* **YOUR ASSIGNMENT**
Scan the data, and whenever a line contains "status", copy it.
-- EXTRACTED INFORMATION follows --
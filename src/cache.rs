//! Replicated cache.
//!
//! Replicas are grouped by purpose. Writes go to every replica of a group at
//! once; reads pick one replica of the group at random to spread load.

use anyhow::Context;
use rand::seq::SliceRandom;
use rusqlite::{Connection, OptionalExtension};
use std::collections::HashMap;
use std::path::{Path, PathBuf};
use std::sync::Mutex;
use std::time::{Duration, Instant, SystemTime, UNIX_EPOCH};
use thiserror::Error;
use tracing::debug;

use crate::job::error::ReportError;

pub const REPORTS_GROUP: &str = "attendance-reports";

#[derive(Debug, Error)]
pub enum CacheError {
    #[error("no cache replicas configured for group {0}")]
    EmptyGroup(String),
    #[error("cache replica {replica}: {message}")]
    Replica { replica: String, message: String },
    #[error("{failed} of {total} replicas in group {group} failed: {first}")]
    FanOut {
        group: String,
        failed: usize,
        total: usize,
        first: String,
    },
}

impl From<CacheError> for ReportError {
    fn from(e: CacheError) -> Self {
        ReportError::TransientStore(e.to_string())
    }
}

pub trait CacheReplica: Send + Sync {
    fn name(&self) -> &str;
    fn set(&self, key: &str, value: &str, ttl_seconds: Option<u64>) -> Result<(), CacheError>;
    fn get(&self, key: &str) -> Result<Option<String>, CacheError>;
    fn delete(&self, key: &str) -> Result<bool, CacheError>;
}

#[derive(Default)]
pub struct CachePool {
    groups: HashMap<String, Vec<Box<dyn CacheReplica>>>,
}

impl CachePool {
    pub fn new() -> Self {
        Self::default()
    }

    pub fn add_replica(&mut self, group: &str, replica: Box<dyn CacheReplica>) {
        self.groups.entry(group.to_string()).or_default().push(replica);
    }

    fn replicas(&self, group: &str) -> Result<&[Box<dyn CacheReplica>], CacheError> {
        match self.groups.get(group) {
            Some(r) if !r.is_empty() => Ok(r.as_slice()),
            _ => Err(CacheError::EmptyGroup(group.to_string())),
        }
    }

    /// One replica of `group`, chosen uniformly at random.
    pub fn select(&self, group: &str) -> Result<&dyn CacheReplica, CacheError> {
        let replicas = self.replicas(group)?;
        replicas
            .choose(&mut rand::thread_rng())
            .map(|r| r.as_ref())
            .ok_or_else(|| CacheError::EmptyGroup(group.to_string()))
    }

    /// Writes to every replica of `group` concurrently and waits for all of them.
    pub fn set(
        &self,
        group: &str,
        key: &str,
        value: &str,
        ttl_seconds: Option<u64>,
    ) -> Result<(), CacheError> {
        let replicas = self.replicas(group)?;
        let results: Vec<Result<(), CacheError>> = std::thread::scope(|s| {
            let handles: Vec<_> = replicas
                .iter()
                .map(|r| s.spawn(move || r.set(key, value, ttl_seconds)))
                .collect();
            handles
                .into_iter()
                .map(|h| {
                    h.join().unwrap_or_else(|_| {
                        Err(CacheError::Replica {
                            replica: group.to_string(),
                            message: "writer thread panicked".to_string(),
                        })
                    })
                })
                .collect()
        });

        let total = results.len();
        let errors: Vec<CacheError> = results.into_iter().filter_map(Result::err).collect();
        let failed = errors.len();
        debug!(group, key, total, failed, "cache set fan-out");
        match errors.into_iter().next() {
            None => Ok(()),
            Some(first) if total == 1 => Err(first),
            Some(first) => Err(CacheError::FanOut {
                group: group.to_string(),
                failed,
                total,
                first: first.to_string(),
            }),
        }
    }

    pub fn get(&self, group: &str, key: &str) -> Result<Option<String>, CacheError> {
        self.select(group)?.get(key)
    }

    /// Blanks the key on every replica with a one second expiry, then deletes
    /// it on one replica.
    pub fn delete(&self, group: &str, key: &str) -> Result<bool, CacheError> {
        self.set(group, key, "null", Some(1))?;
        self.select(group)?.delete(key)
    }
}

fn replica_err(replica: &str, e: impl std::fmt::Display) -> CacheError {
    CacheError::Replica {
        replica: replica.to_string(),
        message: e.to_string(),
    }
}

/// Process-local replica.
pub struct MemoryCacheReplica {
    name: String,
    entries: Mutex<HashMap<String, (String, Option<Instant>)>>,
}

impl MemoryCacheReplica {
    pub fn new(name: &str) -> Self {
        Self {
            name: name.to_string(),
            entries: Mutex::new(HashMap::new()),
        }
    }
}

impl CacheReplica for MemoryCacheReplica {
    fn name(&self) -> &str {
        &self.name
    }

    fn set(&self, key: &str, value: &str, ttl_seconds: Option<u64>) -> Result<(), CacheError> {
        let now = Instant::now();
        // A ttl too large for the clock never expires.
        let expires = ttl_seconds.and_then(|s| now.checked_add(Duration::from_secs(s)));
        let mut entries = self
            .entries
            .lock()
            .map_err(|_| replica_err(&self.name, "lock poisoned"))?;
        entries.retain(|_, (_, at)| at.map_or(true, |at| at > now));
        entries.insert(key.to_string(), (value.to_string(), expires));
        Ok(())
    }

    fn get(&self, key: &str) -> Result<Option<String>, CacheError> {
        let mut entries = self
            .entries
            .lock()
            .map_err(|_| replica_err(&self.name, "lock poisoned"))?;
        let expired = match entries.get(key) {
            None => return Ok(None),
            Some((_, Some(at))) => *at <= Instant::now(),
            Some((_, None)) => false,
        };
        if expired {
            entries.remove(key);
            return Ok(None);
        }
        Ok(entries.get(key).map(|(v, _)| v.clone()))
    }

    fn delete(&self, key: &str) -> Result<bool, CacheError> {
        let mut entries = self
            .entries
            .lock()
            .map_err(|_| replica_err(&self.name, "lock poisoned"))?;
        Ok(entries.remove(key).is_some())
    }
}

/// Replica persisted in a SQLite file. Each call opens its own connection.
pub struct SqliteCacheReplica {
    name: String,
    path: PathBuf,
}

fn now_millis() -> i64 {
    SystemTime::now()
        .duration_since(UNIX_EPOCH)
        .map(|d| d.as_millis() as i64)
        .unwrap_or_default()
}

impl SqliteCacheReplica {
    pub fn open(path: &Path) -> anyhow::Result<Self> {
        if let Some(parent) = path.parent() {
            std::fs::create_dir_all(parent).with_context(|| {
                format!("failed to create directory {}", parent.to_string_lossy())
            })?;
        }
        let conn = Connection::open(path)
            .with_context(|| format!("failed to open cache {}", path.to_string_lossy()))?;
        conn.execute(
            "CREATE TABLE IF NOT EXISTS cache_entries(
                key TEXT PRIMARY KEY,
                value TEXT NOT NULL,
                expires_at INTEGER
            )",
            [],
        )?;
        Ok(Self {
            name: path.to_string_lossy().to_string(),
            path: path.to_path_buf(),
        })
    }

    fn conn(&self) -> Result<Connection, CacheError> {
        Connection::open(&self.path).map_err(|e| replica_err(&self.name, e))
    }
}

impl CacheReplica for SqliteCacheReplica {
    fn name(&self) -> &str {
        &self.name
    }

    fn set(&self, key: &str, value: &str, ttl_seconds: Option<u64>) -> Result<(), CacheError> {
        let now = now_millis();
        let expires_at = ttl_seconds.map(|s| {
            i64::try_from(s)
                .unwrap_or(i64::MAX)
                .saturating_mul(1000)
                .saturating_add(now)
        });
        let conn = self.conn()?;
        conn.execute("DELETE FROM cache_entries WHERE expires_at <= ?", [now])
            .map_err(|e| replica_err(&self.name, e))?;
        conn.execute(
            "INSERT INTO cache_entries(key, value, expires_at) VALUES(?, ?, ?)
             ON CONFLICT(key) DO UPDATE SET
               value = excluded.value,
               expires_at = excluded.expires_at",
            (key, value, expires_at),
        )
        .map_err(|e| replica_err(&self.name, e))?;
        Ok(())
    }

    fn get(&self, key: &str) -> Result<Option<String>, CacheError> {
        self.conn()?
            .query_row(
                "SELECT value FROM cache_entries
                 WHERE key = ? AND (expires_at IS NULL OR expires_at > ?)",
                (key, now_millis()),
                |r| r.get::<_, String>(0),
            )
            .optional()
            .map_err(|e| replica_err(&self.name, e))
    }

    fn delete(&self, key: &str) -> Result<bool, CacheError> {
        let changed = self
            .conn()?
            .execute("DELETE FROM cache_entries WHERE key = ?", [key])
            .map_err(|e| replica_err(&self.name, e))?;
        Ok(changed > 0)
    }
}

#[cfg(test)]
mod tests {
    use super::*;

    struct FailingReplica;

    impl CacheReplica for FailingReplica {
        fn name(&self) -> &str {
            "failing"
        }
        fn set(&self, _: &str, _: &str, _: Option<u64>) -> Result<(), CacheError> {
            Err(replica_err("failing", "connection refused"))
        }
        fn get(&self, _: &str) -> Result<Option<String>, CacheError> {
            Err(replica_err("failing", "connection refused"))
        }
        fn delete(&self, _: &str) -> Result<bool, CacheError> {
            Err(replica_err("failing", "connection refused"))
        }
    }

    #[test]
    fn set_reaches_every_replica() {
        let dir = tempfile::tempdir().expect("tempdir");
        let mut pool = CachePool::new();
        pool.add_replica(
            REPORTS_GROUP,
            Box::new(SqliteCacheReplica::open(&dir.path().join("a.sqlite3")).expect("a")),
        );
        pool.add_replica(
            REPORTS_GROUP,
            Box::new(SqliteCacheReplica::open(&dir.path().join("b.sqlite3")).expect("b")),
        );
        pool.add_replica(REPORTS_GROUP, Box::new(MemoryCacheReplica::new("mem")));

        pool.set(REPORTS_GROUP, "M36P4A", r#"{"status":"P"}"#, Some(60))
            .expect("set");
        for replica in pool.replicas(REPORTS_GROUP).expect("group") {
            assert_eq!(
                replica.get("M36P4A").expect("get").as_deref(),
                Some(r#"{"status":"P"}"#),
                "replica {}",
                replica.name()
            );
        }
        assert_eq!(
            pool.get(REPORTS_GROUP, "M36P4A").expect("get").as_deref(),
            Some(r#"{"status":"P"}"#)
        );
    }

    #[test]
    fn unknown_group_is_an_error() {
        let pool = CachePool::new();
        assert!(matches!(
            pool.set("nope", "k", "v", None),
            Err(CacheError::EmptyGroup(_))
        ));
        assert!(pool.select("nope").is_err());
    }

    #[test]
    fn failed_replica_is_reported_after_others_are_written() {
        let mut pool = CachePool::new();
        pool.add_replica("g", Box::new(MemoryCacheReplica::new("ok")));
        pool.add_replica("g", Box::new(FailingReplica));
        let err = pool.set("g", "k", "v", None).expect_err("fan-out error");
        assert!(matches!(err, CacheError::FanOut { failed: 1, total: 2, .. }));
        let ok = &pool.replicas("g").expect("group")[0];
        assert_eq!(ok.get("k").expect("get").as_deref(), Some("v"));
    }

    #[test]
    fn expired_entries_read_as_absent() {
        let dir = tempfile::tempdir().expect("tempdir");
        let replica = SqliteCacheReplica::open(&dir.path().join("c.sqlite3")).expect("open");
        replica.set("k", "v", Some(0)).expect("set");
        assert_eq!(replica.get("k").expect("get"), None);

        let mem = MemoryCacheReplica::new("m");
        mem.set("k", "v", Some(0)).expect("set");
        assert_eq!(mem.get("k").expect("get"), None);
        mem.set("k", "v", None).expect("set");
        assert_eq!(mem.get("k").expect("get").as_deref(), Some("v"));
    }

    #[test]
    fn set_purges_expired_rows() {
        let dir = tempfile::tempdir().expect("tempdir");
        let path = dir.path().join("purge.sqlite3");
        let replica = SqliteCacheReplica::open(&path).expect("open");
        replica.set("old", "v", Some(0)).expect("set");
        replica.set("kept", "v", None).expect("set");
        replica.set("new", "v", Some(60)).expect("set");

        let conn = Connection::open(&path).expect("conn");
        let mut keys: Vec<String> = conn
            .prepare("SELECT key FROM cache_entries")
            .expect("prepare")
            .query_map([], |r| r.get(0))
            .expect("query")
            .collect::<Result<_, _>>()
            .expect("rows");
        keys.sort();
        assert_eq!(keys, vec!["kept", "new"]);

        let mem = MemoryCacheReplica::new("m");
        mem.set("old", "v", Some(0)).expect("set");
        mem.set("new", "v", Some(60)).expect("set");
        let entries = mem.entries.lock().expect("lock");
        assert!(!entries.contains_key("old"));
        assert!(entries.contains_key("new"));
    }

    #[test]
    fn huge_ttl_does_not_overflow() {
        let dir = tempfile::tempdir().expect("tempdir");
        let replica = SqliteCacheReplica::open(&dir.path().join("ttl.sqlite3")).expect("open");
        replica.set("k", "v", Some(u64::MAX)).expect("set");
        assert_eq!(replica.get("k").expect("get").as_deref(), Some("v"));

        let mem = MemoryCacheReplica::new("m");
        mem.set("k", "v", Some(u64::MAX)).expect("set");
        assert_eq!(mem.get("k").expect("get").as_deref(), Some("v"));
    }

    #[test]
    fn delete_blanks_then_removes() {
        let mut pool = CachePool::new();
        pool.add_replica("g", Box::new(MemoryCacheReplica::new("only")));
        pool.set("g", "k", "v", None).expect("set");
        assert!(pool.delete("g", "k").expect("delete"));
        assert_eq!(pool.get("g", "k").expect("get"), None);
    }
}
-- EXTRACTED INFORMATION concluded --
* **COMPLETED TASK**
        pool.set(REPORTS_GROUP, "M36P4A", r#"{"status":"P"}"#, Some(60))
                Some(r#"{"status":"P"}"#),
            Some(r#"{"status":"P"}"#)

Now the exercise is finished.